Crawford S Y, Narducci W A, Augustine S C
Scientific Affairs Department, American Society of Hospital Pharmacists, Bethesda, MD 20814.
Am J Hosp Pharm. 1991 Nov;48(11):2398-413.
The results of a survey of pharmacy department activities for quality assurance in the preparation of sterile drug products in short-term, nonfederal hospitals are reported. A questionnaire was mailed in March and April 1991 to pharmacy directors at hospitals that had indicated in ASHP's 1990 national survey of pharmaceutical services that they had formal quality assurance processes for intravenous admixture preparation. The adjusted gross sample size was 465. The net response rate was 71% (330 usable replies). Nearly all respondents indicated that sterile drug products were prepared extemporaneously in their departments; 61% reported batch preparation of such products. Both pharmacists and pharmacy technicians prepared sterile products. Respondents identified which guidelines were used in developing departmental policies and procedures for sterile product preparation. Specific areas were identified in which educational programs for pharmacists are needed; the most frequently indicated area (85%) was principles of aseptic technique. A majority of respondents used the following means for the orientation and training of personnel who prepare sterile products: aseptic technique lectures or videotapes, on-the-job training, written policies and procedures, and direct observation of technique. Almost all of the respondents (99%) had laminar-airflow hoods in their departments. Three fourths of those respondents indicated that laminar-airflow hoods were located in a limited-access room. Half of the respondents reported that laminar-airflow hoods were located certified every six months and that prefilters were changed monthly. Less than one third sampled environmental areas for microbial contamination. Less than one third of the surveyed hospitals routinely sampled sterile products for microbial contamination or pyrogens. Almost half indicated the absence of policies and procedures for testing chemical purity, drug concentration, sterility, pyrogenicity, or the environment for sterile preparations. Few respondents indicated the use of sterilization techniques other than microbial filtration, which was used by 32% of pharmacies involved in extemporaneous preparation and 16% of those involved in batch preparation. About 90% of the respondents used published references and manufacturers' recommendations to determine expiration dating. This survey revealed that certain quality assurance procedures related to pharmacy-prepared sterile products need major improvement.

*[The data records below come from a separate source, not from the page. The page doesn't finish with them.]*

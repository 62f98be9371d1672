use std::fmt;

use anyhow::Result;
use ndarray::Array2;
use rustfft::{num_complex::Complex, FftPlanner};
use serde::Deserialize;
use serde_json::Value;

use crate::core::stage::{require_input, single_output};
use crate::core::{Block, Stage, StageInputs, StageOutputs};
use crate::error::PipelineError;

/// One-sided FFT magnitude per channel.
///
/// Output rows are frequency bins `0..=n/2`; their centre frequencies are
/// stored under `"frequencies_hz"`. FFT plans are cached per block length
/// for the lifetime of the stage.
pub struct Spectrum {
    name: String,
    requires: Vec<String>,
    produces: Vec<String>,
    planner: FftPlanner<f64>,
}

impl fmt::Debug for Spectrum {
    fn fmt(&self, f: &mut fmt::Formatter<'_>) -> fmt::Result {
        f.debug_struct("Spectrum")
            .field("name", &self.name)
            .field("requires", &self.requires)
            .field("produces", &self.produces)
            .finish_non_exhaustive()
    }
}

#[derive(Debug, Deserialize)]
struct SpectrumConfig {
    input: String,
    output: Option<String>,
}

impl Spectrum {
    /// `output` defaults to `"<input>_fft"`.
    pub fn new(input: &str, output: Option<&str>) -> Self {
        let output = output.map_or_else(|| format!("{input}_fft"), str::to_string);
        Self {
            name: "Spectrum".to_string(),
            requires: vec![input.to_string()],
            produces: vec![output],
            planner: FftPlanner::new(),
        }
    }

    pub fn from_config(config: &Value) -> Result<Self, PipelineError> {
        let cfg: SpectrumConfig = serde_json::from_value(config.clone())?;
        Ok(Self::new(&cfg.input, cfg.output.as_deref()))
    }

    pub fn with_name(mut self, name: impl Into<String>) -> Self {
        self.name = name.into();
        self
    }
}

fn magnitude(planner: &mut FftPlanner<f64>, values: &Array2<f64>) -> Array2<f64> {
    let (n, channels) = values.dim();
    let bins = n / 2 + 1;
    let fft = planner.plan_fft_forward(n);

    let mut out = Array2::zeros((bins, channels));
    for (ch, column) in values.columns().into_iter().enumerate() {
        let mut buffer: Vec<Complex<f64>> =
            column.iter().map(|&v| Complex::new(v, 0.0)).collect();
        fft.process(&mut buffer);
        for (bin, value) in buffer.iter().take(bins).enumerate() {
            out[[bin, ch]] = value.norm();
        }
    }
    out
}

impl Stage for Spectrum {
    fn name(&self) -> &str {
        &self.name
    }

    fn requires(&self) -> &[String] {
        &self.requires
    }

    fn produces(&self) -> &[String] {
        &self.produces
    }

    fn process(&mut self, inputs: &StageInputs) -> Result<StageOutputs> {
        let block = require_input(&self.name, inputs, &self.requires[0])?;
        let n = block.block_size();
        let frequencies: Vec<f64> = (0..=n / 2)
            .map(|k| k as f64 * block.sample_rate() / n as f64)
            .collect();

        let mut metadata = block.metadata().clone();
        metadata.insert("frequencies_hz".to_string(), frequencies.into());
        metadata.insert("fft_magnitude".to_string(), true.into());

        let values = magnitude(&mut self.planner, block.values());
        let spectrum =
            Block::new(values, block.sample_rate(), block.timestamp())?.with_metadata(metadata);
        Ok(single_output(&self.produces[0], spectrum))
    }
}

#[cfg(test)]
mod tests {
    use super::*;
    use chrono::Utc;

    #[test]
    fn test_dc_signal_lands_in_bin_zero() {
        let mut stage = Spectrum::new("x", None);
        let block = Block::from_samples(vec![1.0; 8], 8.0, Utc::now()).unwrap();
        let mut inputs = StageInputs::new();
        inputs.insert("x".to_string(), block);

        let out = stage.process(&inputs).unwrap();
        let spectrum = &out["x_fft"];
        assert_eq!(spectrum.block_size(), 5);
        assert!((spectrum.values()[[0, 0]] - 8.0).abs() < 1e-9);
        assert!(spectrum.values()[[1, 0]].abs() < 1e-9);
        assert_eq!(spectrum.metadata()["frequencies_hz"][4], 4.0);
    }

    #[test]
    fn test_reused_stage_handles_changing_lengths() {
        let mut stage = Spectrum::new("x", Some("f"));
        for len in [8, 16, 8] {
            let block = Block::from_samples(vec![2.0; len], 8.0, Utc::now()).unwrap();
            let mut inputs = StageInputs::new();
            inputs.insert("x".to_string(), block);

            let out = stage.process(&inputs).unwrap();
            assert_eq!(out["f"].block_size(), len / 2 + 1);
            assert!((out["f"].values()[[0, 0]] - 2.0 * len as f64).abs() < 1e-9);
        }
    }
}
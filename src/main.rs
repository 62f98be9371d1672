use blockflow::engine::PipelineConfig;
use blockflow::io::{MultiSensorDataset, SineDataset, StreamDataLoader};
use blockflow::observability::{BlockSummary, ConsoleMonitor, MetricsMonitor, PipelineMonitor};

/// Fans every callback out to both monitors
struct Tee(ConsoleMonitor, MetricsMonitor);

impl PipelineMonitor for Tee {
    fn on_block_start(&self, block_index: usize) {
        self.0.on_block_start(block_index);
        self.1.on_block_start(block_index);
    }

    fn on_block_end(&self, summary: &BlockSummary) {
        self.0.on_block_end(summary);
        self.1.on_block_end(summary);
    }

    fn on_error(&self, block_index: usize, stage_name: &str, error: &anyhow::Error) {
        self.0.on_error(block_index, stage_name, error);
        self.1.on_error(block_index, stage_name, error);
    }
}

fn main() -> anyhow::Result<()> {
    env_logger::Builder::from_env(env_logger::Env::default().default_filter_or("info")).init();

    println!("blockflow - multi-sensor windowing demo");
    println!("=======================================\n");

    // Two sensors sampled at 256 Hz, one second per block
    let sensors = MultiSensorDataset::default()
        .with_stream("sensor_a", SineDataset::new(4.0, 256.0, 256, 12)?)
        .with_stream("sensor_b", SineDataset::new(9.0, 256.0, 256, 12)?);
    let loader = StreamDataLoader::new(sensors).max_blocks(10);

    let config = serde_json::json!({
        "input_key": "multi",
        "output_keys": ["sensor_a_window", "sensor_b_window", "decision"],
        "on_error": "continue",
        "stages": [
            {"type": "SplitSensor", "config": {"input": "multi", "sensors": ["sensor_a", "sensor_b"]}},
            {"type": "Normalizer", "name": "norm_a", "config": {"input": "sensor_a_raw", "output": "sensor_a_norm"}},
            {"type": "Normalizer", "name": "norm_b", "config": {"input": "sensor_b_raw", "output": "sensor_b_norm"}},
            {"type": "SlidingWindow", "name": "window_a", "config": {
                "input": "sensor_a_norm", "output": "sensor_a_window",
                "window_seconds": 3.0, "hop_seconds": 1.0
            }},
            {"type": "SlidingWindow", "name": "window_b", "config": {
                "input": "sensor_b_norm", "output": "sensor_b_window",
                "window_seconds": 3.0, "hop_seconds": 1.0
            }},
            {"type": "Decision", "config": {"requires": ["sensor_a_window", "sensor_b_window"]}}
        ]
    });

    println!("Building pipeline from config...");
    let metrics = MetricsMonitor::new();
    let mut pipeline = PipelineConfig::from_json(config)?
        .into_builder()?
        .monitor(Tee(ConsoleMonitor::default(), metrics.clone()))
        .build(loader)?;
    println!("Execution order: {:?}\n", pipeline.stage_names());

    for (i, outputs) in pipeline.run().enumerate() {
        let outputs = outputs?;
        let keys: Vec<&str> = outputs.keys().map(String::as_str).collect();
        match outputs.get("decision") {
            Some(decision) => println!(
                "output {}: {:?} decision={:.4}",
                i,
                keys,
                decision.values()[[0, 0]]
            ),
            None => println!("output {}: {:?} (windows still filling)", i, keys),
        }
    }

    println!("\n{}", metrics.generate_report());
    Ok(())
}
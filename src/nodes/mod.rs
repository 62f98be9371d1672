pub mod decision;
pub mod moving_average;
pub mod normalizer;
pub mod spectrum;
pub mod split_sensor;
pub mod window;

pub use decision::Decision;
pub use moving_average::MovingAverage;
pub use normalizer::Normalizer;
pub use spectrum::Spectrum;
pub use split_sensor::SplitSensor;
pub use window::{SlidingWindow, WindowBuffer};
use serde::{Deserialize, Serialize};

/// What the executor does when a stage fails on a block
#[derive(Debug, Clone, Copy, Default, PartialEq, Eq, Serialize, Deserialize)]
#[serde(rename_all = "lowercase")]
pub enum ErrorPolicy {
    /// Propagate the wrapped error and end the run
    #[default]
    Stop,

    /// Drop the failing block's outputs and move on to the next block
    Continue,
}

impl ErrorPolicy {
    pub fn name(&self) -> &str {
        match self {
            Self::Stop => "stop",
            Self::Continue => "continue",
        }
    }
}
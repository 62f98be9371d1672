use anyhow::Result;
use ndarray::array;
use serde::Deserialize;
use serde_json::Value;

use crate::core::stage::{require_input, single_output};
use crate::core::{Metadata, Stage, StageInputs, StageOutputs};
use crate::error::PipelineError;

/// Averages the mean of every input into a single 1x1 score block.
#[derive(Debug, Clone)]
pub struct Decision {
    name: String,
    requires: Vec<String>,
    produces: Vec<String>,
}

fn default_output() -> String {
    "decision".to_string()
}

#[derive(Debug, Deserialize)]
struct DecisionConfig {
    requires: Vec<String>,
    #[serde(default = "default_output")]
    output: String,
}

impl Decision {
    pub fn new<I, S>(requires: I, output: &str) -> Result<Self, PipelineError>
    where
        I: IntoIterator<Item = S>,
        S: Into<String>,
    {
        let requires: Vec<String> = requires.into_iter().map(Into::into).collect();
        if requires.is_empty() {
            return Err(PipelineError::InvalidConfig(
                "Decision needs at least one input".to_string(),
            ));
        }
        Ok(Self {
            name: "Decision".to_string(),
            requires,
            produces: vec![output.to_string()],
        })
    }

    pub fn from_config(config: &Value) -> Result<Self, PipelineError> {
        let cfg: DecisionConfig = serde_json::from_value(config.clone())?;
        Self::new(cfg.requires, &cfg.output)
    }

    pub fn with_name(mut self, name: impl Into<String>) -> Self {
        self.name = name.into();
        self
    }
}

impl Stage for Decision {
    fn name(&self) -> &str {
        &self.name
    }

    fn requires(&self) -> &[String] {
        &self.requires
    }

    fn produces(&self) -> &[String] {
        &self.produces
    }

    fn process(&mut self, inputs: &StageInputs) -> Result<StageOutputs> {
        let mut total = 0.0;
        for key in &self.requires {
            let block = require_input(&self.name, inputs, key)?;
            total += block.values().mean().unwrap_or(0.0);
        }
        let score = total / self.requires.len() as f64;

        let first = require_input(&self.name, inputs, &self.requires[0])?;
        let mut metadata = Metadata::new();
        metadata.insert("decision_score".to_string(), score.into());

        let decision = first.copy_with(Some(array![[score]]), Some(metadata))?;
        Ok(single_output(&self.produces[0], decision))
    }
}
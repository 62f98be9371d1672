use std::collections::BTreeMap;
use std::sync::atomic::{AtomicU64, Ordering};
use std::time::Duration;

/// Lock-free counters for one pipeline run
#[derive(Debug, Default)]
pub struct RunMetrics {
    blocks_started: AtomicU64,
    blocks_completed: AtomicU64,
    blocks_failed: AtomicU64,
    total_latency_us: AtomicU64,
    latency_samples: AtomicU64,
}

impl RunMetrics {
    pub fn new() -> Self {
        Self::default()
    }

    pub fn blocks_started(&self) -> u64 {
        self.blocks_started.load(Ordering::Relaxed)
    }

    pub fn blocks_completed(&self) -> u64 {
        self.blocks_completed.load(Ordering::Relaxed)
    }

    pub fn blocks_failed(&self) -> u64 {
        self.blocks_failed.load(Ordering::Relaxed)
    }

    pub fn record_block_started(&self) {
        self.blocks_started.fetch_add(1, Ordering::Relaxed);
    }

    pub fn record_block_completed(&self) {
        self.blocks_completed.fetch_add(1, Ordering::Relaxed);
    }

    pub fn record_block_failed(&self) {
        self.blocks_failed.fetch_add(1, Ordering::Relaxed);
    }

    pub fn record_latency(&self, elapsed: Duration) {
        let latency_us = elapsed.as_micros() as u64;
        self.total_latency_us.fetch_add(latency_us, Ordering::Relaxed);
        self.latency_samples.fetch_add(1, Ordering::Relaxed);
    }

    pub fn avg_latency_us(&self) -> u64 {
        let samples = self.latency_samples.load(Ordering::Relaxed);
        if samples == 0 {
            return 0;
        }
        self.total_latency_us.load(Ordering::Relaxed) / samples
    }
}

/// Point-in-time copy of [`RunMetrics`] plus per-stage error counts
#[derive(Debug, Clone, Default, PartialEq, Eq)]
pub struct MetricsSnapshot {
    pub blocks_started: u64,
    pub blocks_completed: u64,
    pub blocks_failed: u64,
    pub avg_latency_us: u64,
    pub stage_errors: BTreeMap<String, u64>,
}

#[cfg(test)]
mod tests {
    use super::*;

    #[test]
    fn test_avg_latency() {
        let metrics = RunMetrics::new();
        assert_eq!(metrics.avg_latency_us(), 0);

        metrics.record_latency(Duration::from_micros(100));
        metrics.record_latency(Duration::from_micros(300));
        assert_eq!(metrics.avg_latency_us(), 200);
    }
}
//! Block-streaming execution core for multi-channel time-series pipelines.
//!
//! Stages declare the named blocks they consume and produce. A
//! [`PipelineBuilder`](engine::PipelineBuilder) resolves them into a fixed
//! order once, and every [`Run`](engine::Run) replays that order against a
//! fresh per-block scratch buffer, pulling blocks lazily from a
//! [`Dataset`](io::Dataset).

pub mod core;
pub mod engine;
pub mod error;
pub mod io;
pub mod nodes;
pub mod observability;
pub mod resilience;

pub use crate::core::{Block, Metadata, Stage, StageInputs, StageOutputs};
pub use crate::engine::{Pipeline, PipelineBuilder, PipelineConfig};
pub use crate::error::{BlockError, PipelineError, StageError};
pub use crate::resilience::ErrorPolicy;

本文报告了一项针对短期非联邦医院无菌药品制剂质量保证药房部门活动的调查结果。1991年3月和4月,向那些在1990年美国医院药师协会全国药学服务调查中表明有静脉药物混合制剂正式质量保证程序的医院的药房主任邮寄了一份调查问卷。调整后的总样本量为465。净回复率为71%(330份可用回复)。几乎所有受访者表示其所在部门的无菌药品是临时配制的;61%报告称此类产品是批量配制的。药剂师和药房技术员都参与无菌产品的配制。受访者指出了制定无菌产品配制部门政策和程序所依据的指南。确定了药剂师需要接受教育的具体领域;最常提及的领域(85%)是无菌技术原则。大多数受访者采用以下方式对配制无菌产品的人员进行入职培训和培训:无菌技术讲座或录像带、在职培训、书面政策和程序以及对技术的直接观察。几乎所有受访者(99%)所在部门都有层流通风橱。四分之三的受访者表示层流通风橱位于限制进入的房间。一半的受访者报告称层流通风橱每六个月进行一次认证,前置过滤器每月更换。不到三分之一的受访者对环境区域进行微生物污染采样。不到三分之一的被调查医院定期对无菌产品进行微生物污染或热原检测。几乎一半的受访者表示没有针对无菌制剂的化学纯度、药物浓度、无菌性、热原性或环境检测的政策和程序。很少有受访者表示使用除微生物过滤以外的灭菌技术,参与临时配制的药房中有32%使用微生物过滤,参与批量配制的药房中有16%使用。约90%的受访者参考已发表的文献和制造商的建议来确定有效期。这项调查表明,与药房配制的无菌产品相关的某些质量保证程序需要重大改进。